HYPERLEXIA

Hyperlexia is a syndrome characterized by a child’s precocious ability to read. . It was initially identified by Norman E. Silberberg and Margaret C. Silberberg (1967), who defined it as the precocious ability to read words without prior training in learning to read, typically before the age of 5. They indicated that children with hyperlexia have a significantly higher word-decoding ability than their reading comprehension levels.Children with hyperlexia also present with an intense fascination for written material at a very early age.

Hyperlexic children are characterized by having average or above-average IQs, and word-reading ability well above what would be expected given their age.[

Some experts believe that most children with hyperlexia, or perhaps even all of them, lie on the autism spectrum.However, one expert, Darold Treffert, proposes that hyperlexia has subtypes, only some of which overlap with autism.Between 5 and 20 percent of autistic children have been estimated to be hyperlexic.

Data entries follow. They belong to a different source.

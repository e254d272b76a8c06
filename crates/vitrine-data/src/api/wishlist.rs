//! Wishlist endpoints. All of them require authentication.

use crate::api::ApiClient;
use crate::ApiError;
use serde::Deserialize;
use vitrine_commerce::catalog::Product;
use vitrine_commerce::ids::ProductId;

/// The wishlist as the API returns it: product IDs plus a count.
#[derive(Debug, Clone, Deserialize)]
pub struct Wishlist {
    #[serde(default)]
    pub products: Vec<ProductId>,
    pub count: i64,
}

/// Outcome of a wishlist mutation.
#[derive(Debug, Clone, Deserialize)]
pub struct WishlistStatus {
    #[serde(default)]
    pub success: bool,
    pub count: i64,
    /// Set by `toggle`: whether the product ended up in the wishlist.
    #[serde(default)]
    pub added: Option<bool>,
    #[serde(default)]
    pub message: Option<String>,
}

/// Membership check result.
#[derive(Debug, Clone, Deserialize)]
pub struct WishlistCheck {
    pub in_wishlist: bool,
}

/// Wishlist endpoint group.
pub struct WishlistApi<'a> {
    pub(crate) client: &'a ApiClient,
}

impl WishlistApi<'_> {
    /// Fetch the current user's wishlist.
    pub async fn get(&self) -> Result<Wishlist, ApiError> {
        self.client.get("/wishlist/").fetch().await
    }

    /// Fetch the wishlist resolved to full products.
    pub async fn products(&self) -> Result<Vec<Product>, ApiError> {
        self.client.get("/wishlist/products").fetch().await
    }

    /// Add a product.
    pub async fn add(&self, product_id: &ProductId) -> Result<WishlistStatus, ApiError> {
        let endpoint = format!("/wishlist/add/{product_id}");
        self.client.post(&endpoint).fetch().await
    }

    /// Remove a product.
    pub async fn remove(&self, product_id: &ProductId) -> Result<WishlistStatus, ApiError> {
        let endpoint = format!("/wishlist/remove/{product_id}");
        self.client.delete(&endpoint).fetch().await
    }

    /// Toggle a product in or out of the wishlist.
    pub async fn toggle(&self, product_id: &ProductId) -> Result<WishlistStatus, ApiError> {
        let endpoint = format!("/wishlist/toggle/{product_id}");
        self.client.post(&endpoint).fetch().await
    }

    /// Check whether a product is wishlisted.
    pub async fn check(&self, product_id: &ProductId) -> Result<WishlistCheck, ApiError> {
        let endpoint = format!("/wishlist/check/{product_id}");
        self.client.get(&endpoint).fetch().await
    }

    /// Empty the wishlist.
    pub async fn clear(&self) -> Result<(), ApiError> {
        self.client.delete("/wishlist/clear").execute().await
    }
}
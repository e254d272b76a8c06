//! Image upload endpoint.

use crate::api::ApiClient;
use crate::error::raw_detail;
use crate::{ApiError, Method};
use serde::Deserialize;

/// Fallback message for the upload path.
const UPLOAD_ERROR: &str = "Image upload failed";

/// The stored image the upload endpoint returns.
#[derive(Debug, Clone, Deserialize)]
pub struct UploadedImage {
    /// Public URL of the stored image.
    pub url: String,
}

/// Image upload endpoint group.
pub struct UploadApi<'a> {
    pub(crate) client: &'a ApiClient,
}

impl UploadApi<'_> {
    /// Upload an image (authenticated, multipart).
    ///
    /// Multipart bodies bypass the JSON client conventions; the bearer
    /// token is attached to the builder directly.
    pub async fn image(
        &self,
        filename: &str,
        content_type: &str,
        bytes: Vec<u8>,
    ) -> Result<UploadedImage, ApiError> {
        let mut request = self
            .client
            .transport()
            .request(Method::Post, "/upload/")
            .multipart_file("file", filename, content_type, bytes);

        if let Some(token) = self.client.credentials().load() {
            request = request.bearer_auth(token);
        }

        let response = request.send().await.map_err(|e| {
            log::error!("upload request failed: {}", e);
            ApiError::from(e)
        })?;

        if !response.is_success() {
            return Err(ApiError::Api {
                status: response.status,
                message: raw_detail(response.bytes(), UPLOAD_ERROR),
            });
        }

        Ok(response.json()?)
    }
}
//! Authentication errors.

use thiserror::Error;
use vitrine_data::ApiError;

/// Session operation errors.
///
/// These are returned, never panicked; the Display form is the
/// user-facing message.
#[derive(Error, Debug)]
pub enum AuthError {
    /// The API rejected the operation; carries its message.
    #[error(transparent)]
    Api(#[from] ApiError),

    /// The operation requires an authenticated session.
    #[error("Not authenticated")]
    NotAuthenticated,
}

impl AuthError {
    /// Check if this is an authentication failure (expired or invalid
    /// credential).
    pub fn is_auth_failure(&self) -> bool {
        match self {
            AuthError::Api(api) => api.is_auth_failure(),
            AuthError::NotAuthenticated => true,
        }
    }
}
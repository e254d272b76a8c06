//! # Vitrine SDK
//!
//! The browser-side data layer of the Vitrine storefront, in one import:
//! the API client, the session store, the cart store, and the page-load
//! glue the routes use.
//!
//! ## Quick Start
//!
//! ```rust,ignore
//! use vitrine_sdk::prelude::*;
//! use std::sync::Arc;
//!
//! // Wire the capabilities once, at startup
//! let credentials: Arc<dyn CredentialStore> = Arc::new(WebCredentialStore::new());
//! let client = ApiClient::new(ApiConfig::default(), credentials.clone());
//!
//! let mut session = SessionStore::new(
//!     Arc::new(ApiAuthGateway::new(client.clone())),
//!     credentials,
//!     Arc::new(WebNavigator::new()),
//! );
//! session.initialize().await;
//!
//! let mut cart = CartStore::new();
//! ```

pub mod pages;
pub mod prelude;

// Re-export the layer crates
pub use vitrine_auth;
pub use vitrine_commerce;
pub use vitrine_data;

// Re-export the store types at the top level for convenience
pub use vitrine_auth::{ApiAuthGateway, SessionStore};
pub use vitrine_commerce::cart::CartStore;
pub use vitrine_data::api::{ApiClient, ApiConfig};

/// Install the console logger and panic hook. Call once at hydration.
#[cfg(target_arch = "wasm32")]
pub fn init_console_logging() {
    console_error_panic_hook::set_once();
    let _ = console_log::init_with_level(log::Level::Info);
}
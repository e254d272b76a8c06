//! Order types.

use crate::ids::{OrderId, ProductId, UserId, VariantSku};
use crate::money::{serde_decimal, Money};
use serde::{Deserialize, Serialize};

/// Order status, as the API spells it on the wire.
#[derive(Debug, Clone, Copy, PartialEq, Eq, Hash, Serialize, Deserialize, Default)]
#[serde(rename_all = "SCREAMING_SNAKE_CASE")]
pub enum OrderStatus {
    /// Order placed, payment pending.
    #[default]
    Pending,
    /// Payment captured.
    Paid,
    /// Payment failed.
    Failed,
    /// Order shipped.
    Shipped,
    /// Order cancelled.
    Cancelled,
}

impl OrderStatus {
    pub fn as_str(&self) -> &'static str {
        match self {
            OrderStatus::Pending => "PENDING",
            OrderStatus::Paid => "PAID",
            OrderStatus::Failed => "FAILED",
            OrderStatus::Shipped => "SHIPPED",
            OrderStatus::Cancelled => "CANCELLED",
        }
    }

    /// Check if the order can still be cancelled.
    pub fn can_cancel(&self) -> bool {
        matches!(self, OrderStatus::Pending | OrderStatus::Paid)
    }

    /// Check if the order is in a terminal state.
    pub fn is_terminal(&self) -> bool {
        matches!(
            self,
            OrderStatus::Shipped | OrderStatus::Cancelled | OrderStatus::Failed
        )
    }
}

/// A shipping address.
#[derive(Debug, Clone, Serialize, Deserialize, PartialEq)]
pub struct Address {
    pub street: String,
    pub city: String,
    pub state: String,
    #[serde(default)]
    pub zip_code: Option<String>,
    pub country: String,
}

/// One item of a placed order, as the API returns it.
#[derive(Debug, Clone, Serialize, Deserialize, PartialEq)]
pub struct OrderItem {
    pub product_id: ProductId,
    pub product_name: String,
    pub quantity: i64,
    #[serde(with = "serde_decimal")]
    pub price: Money,
}

impl OrderItem {
    /// Item subtotal (price times quantity).
    pub fn subtotal(&self) -> Money {
        self.price.multiply(self.quantity)
    }
}

/// A placed order.
#[derive(Debug, Clone, Serialize, Deserialize, PartialEq)]
pub struct Order {
    #[serde(alias = "_id")]
    pub id: OrderId,
    #[serde(default)]
    pub user_id: Option<UserId>,
    pub status: OrderStatus,
    #[serde(with = "serde_decimal")]
    pub total_amount: Money,
    pub items: Vec<OrderItem>,
    #[serde(default)]
    pub shipping_address: Option<Address>,
    #[serde(default)]
    pub created_at: Option<String>,
}

/// One cart line in the order-creation payload.
///
/// `variant_sku` is serialized as an explicit `null` when the line has no
/// variant; the API distinguishes "no variant" from a missing field.
#[derive(Debug, Clone, Serialize, Deserialize, PartialEq)]
pub struct OrderItemPayload {
    pub product_id: ProductId,
    pub quantity: i64,
    pub variant_sku: Option<VariantSku>,
}

/// The order-creation request body.
#[derive(Debug, Clone, Serialize, Deserialize, PartialEq)]
pub struct OrderCreate {
    pub items: Vec<OrderItemPayload>,
    #[serde(skip_serializing_if = "Option::is_none")]
    pub shipping_address: Option<Address>,
}

/// Status-update request body.
#[derive(Debug, Clone, Serialize, Deserialize, PartialEq)]
pub struct OrderStatusUpdate {
    pub status: OrderStatus,
}

/// Shipping-update request body.
#[derive(Debug, Clone, Serialize, Deserialize, PartialEq, Default)]
pub struct ShippingUpdate {
    #[serde(skip_serializing_if = "Option::is_none")]
    pub tracking_number: Option<String>,
    #[serde(skip_serializing_if = "Option::is_none")]
    pub carrier: Option<String>,
}

/// Aggregate order statistics for the admin dashboard.
#[derive(Debug, Clone, Serialize, Deserialize, PartialEq)]
pub struct OrderStats {
    pub total_orders: i64,
    #[serde(with = "serde_decimal")]
    pub total_revenue: Money,
}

Hyperlexic children are often fascinated by letters or numbers. They are extremely good at decoding language and thus often become very early readers. Some hyperlexic children learn to spell long words (such as elephant) before they are two years old and learn to read whole sentences before they turn three.Despite hyperlexic children’s precocious reading ability, they may struggle to communicate. Often, hyperlexic children will have a precocious ability to read but will learn to speak only by rote and heavy repetition, and may also have difficulty learning the rules of language from examples or from trial and error, which may result in social problems. Their language may develop using echolalia, often repeating words and sentences. Often, the child has a large vocabulary and can identify many objects and pictures, but cannot put their language skills to good use. Spontaneous language is lacking and their pragmatic speech is delayed

The social skills of a child with hyperlexia often lag tremendously. Hyperlexic children often have far less interest in playing with other children than do their peers.

Types Of Hyperlexia

Darold Treffert proposes three types of hyperlexia Specifically:

Type 1: Neurotypical children who are very early readers.

Type 2: Children on the autism spectrum who demonstrate very early reading as a splinter skill.

Type 3: Very early readers who are not on the autism spectrum, though they exhibit some “autistic-like” traits and behaviours which gradually fade as the child gets older.

A different paper by Rebecca Williamson Brown, OD proposes only two types of hyperlexia.These are:

Type 1: Hyperlexia marked by an accompanying language disorder.

Type 2: Hyperlexia marked by an accompanying visual-spatial learning disorder.